Source material Start Marker
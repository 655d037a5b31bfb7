//! # Authentication Configuration Module
//!
//! 호스트 애플리케이션의 전역 인증 설정(`authentication` 블록)을 관리합니다.
//! 이 설정은 OpenID 스트래티지 설정 병합의 두 번째, 세 번째 계층으로 사용됩니다.
//!
//! ## 설정 형식
//!
//! ```json
//! {
//!   "entity": "user",
//!   "service": "users",
//!   "passReqToCallback": true,
//!   "steam": {
//!     "apiKey": "<steam web api key>",
//!     "realm": "http://localhost:3030/",
//!     "scope": ["user"]
//!   }
//! }
//! ```
//!
//! - `entity`, `service`, `passReqToCallback` 는 모든 프로바이더에 공통으로 적용됩니다.
//! - 프로바이더 이름과 같은 키(`steam` 등)의 객체는 해당 프로바이더 전용 설정입니다.
//!
//! ## 환경 변수
//!
//! ```bash
//! # JSON 파일 경로 (우선)
//! export AUTH_SETTINGS_FILE="config/authentication.json"
//!
//! # 또는 인라인 JSON
//! export AUTH_SETTINGS='{"steam":{"apiKey":"1234","realm":"secret"}}'
//!
//! # 개별 재정의
//! export AUTH_ENTITY="user"
//! export AUTH_SERVICE="users"
//! ```

use std::env;
use serde::{Deserialize, Serialize};
use serde_json::{Map, Value};
use crate::core::errors::ConfigError;
use crate::utils::string_utils::clean_optional_string;

/// 전역 인증 설정에서 OpenID 설정으로 그대로 복사되는 키 목록
pub const INCLUDE_KEYS: [&str; 3] = ["entity", "service", "passReqToCallback"];

/// 호스트 애플리케이션의 전역 인증 설정
///
/// 공통 키는 타입이 지정된 필드로, 그 외의 키(프로바이더 블록, secret 등)는
/// `extra` 맵으로 보존됩니다.
#[derive(Debug, Clone, PartialEq, Serialize, Deserialize)]
#[serde(rename_all = "camelCase")]
pub struct AuthSettings {
    /// 인증된 엔티티의 논리 이름 (예: "user")
    #[serde(default, skip_serializing_if = "Option::is_none")]
    pub entity: Option<String>,

    /// 엔티티 저장소 서비스 이름 (예: "users")
    #[serde(default, skip_serializing_if = "Option::is_none")]
    pub service: Option<String>,

    /// 검증기에 요청 컨텍스트를 전달할지 여부
    #[serde(default, skip_serializing_if = "Option::is_none")]
    pub pass_req_to_callback: Option<bool>,

    /// 프로바이더별 설정 블록 및 기타 키
    #[serde(flatten)]
    pub extra: Map<String, Value>,
}

impl Default for AuthSettings {
    /// 인증 계층의 기본값: `user` 엔티티, `users` 서비스, 요청 컨텍스트 전달
    fn default() -> Self {
        Self {
            entity: Some("user".to_string()),
            service: Some("users".to_string()),
            pass_req_to_callback: Some(true),
            extra: Map::new(),
        }
    }
}

impl AuthSettings {
    /// 공통 키가 하나도 없는 빈 설정을 생성합니다.
    pub fn empty() -> Self {
        Self {
            entity: None,
            service: None,
            pass_req_to_callback: None,
            extra: Map::new(),
        }
    }

    /// JSON 값으로부터 설정을 생성합니다.
    ///
    /// 누락된 공통 키는 채우지 않습니다.
    pub fn from_json(value: Value) -> Result<Self, ConfigError> {
        serde_json::from_value(value)
            .map_err(|e| ConfigError::Environment(format!("invalid authentication settings: {}", e)))
    }

    /// 환경 변수로부터 설정을 로드합니다.
    ///
    /// `AUTH_SETTINGS_FILE` → `AUTH_SETTINGS` → 기본값 순으로 확인한 뒤,
    /// `AUTH_ENTITY`, `AUTH_SERVICE` 가 있으면 덮어씁니다.
    pub fn from_env() -> Result<Self, ConfigError> {
        let mut settings = if let Some(path) = clean_optional_string(env::var("AUTH_SETTINGS_FILE").ok()) {
            let raw = std::fs::read_to_string(&path)
                .map_err(|e| ConfigError::Environment(format!("cannot read {}: {}", path, e)))?;
            Self::from_raw_json(&raw)?
        } else if let Some(raw) = clean_optional_string(env::var("AUTH_SETTINGS").ok()) {
            Self::from_raw_json(&raw)?
        } else {
            Self::default()
        };

        if let Some(entity) = clean_optional_string(env::var("AUTH_ENTITY").ok()) {
            settings.entity = Some(entity);
        }

        if let Some(service) = clean_optional_string(env::var("AUTH_SERVICE").ok()) {
            settings.service = Some(service);
        }

        log::debug!("인증 설정 로드됨: entity={:?}, service={:?}", settings.entity, settings.service);
        Ok(settings)
    }

    fn from_raw_json(raw: &str) -> Result<Self, ConfigError> {
        let value: Value = serde_json::from_str(raw)
            .map_err(|e| ConfigError::Environment(format!("authentication settings are not valid JSON: {}", e)))?;
        Self::from_json(value)
    }

    /// 프로바이더 전용 설정 블록을 추가합니다.
    pub fn with_provider(mut self, name: &str, block: Value) -> Self {
        self.extra.insert(name.to_string(), block);
        self
    }

    /// 프로바이더 전용 설정 블록을 반환합니다.
    ///
    /// 해당 키가 없거나 객체가 아니면 `None` 입니다.
    pub fn provider(&self, name: &str) -> Option<&Map<String, Value>> {
        self.extra.get(name).and_then(Value::as_object)
    }

    /// 공통 키 중 값이 존재하는 것만 맵으로 반환합니다.
    pub fn included(&self) -> Map<String, Value> {
        let mut included = Map::new();

        if let Some(entity) = &self.entity {
            included.insert(INCLUDE_KEYS[0].to_string(), Value::String(entity.clone()));
        }
        if let Some(service) = &self.service {
            included.insert(INCLUDE_KEYS[1].to_string(), Value::String(service.clone()));
        }
        if let Some(pass) = self.pass_req_to_callback {
            included.insert(INCLUDE_KEYS[2].to_string(), Value::Bool(pass));
        }

        included
    }
}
Source material End Marker
§ **Your task**: I would like the number of lines in the material above that contain the string "steam", with no other words in the reply.

§ **Exercise output**: 4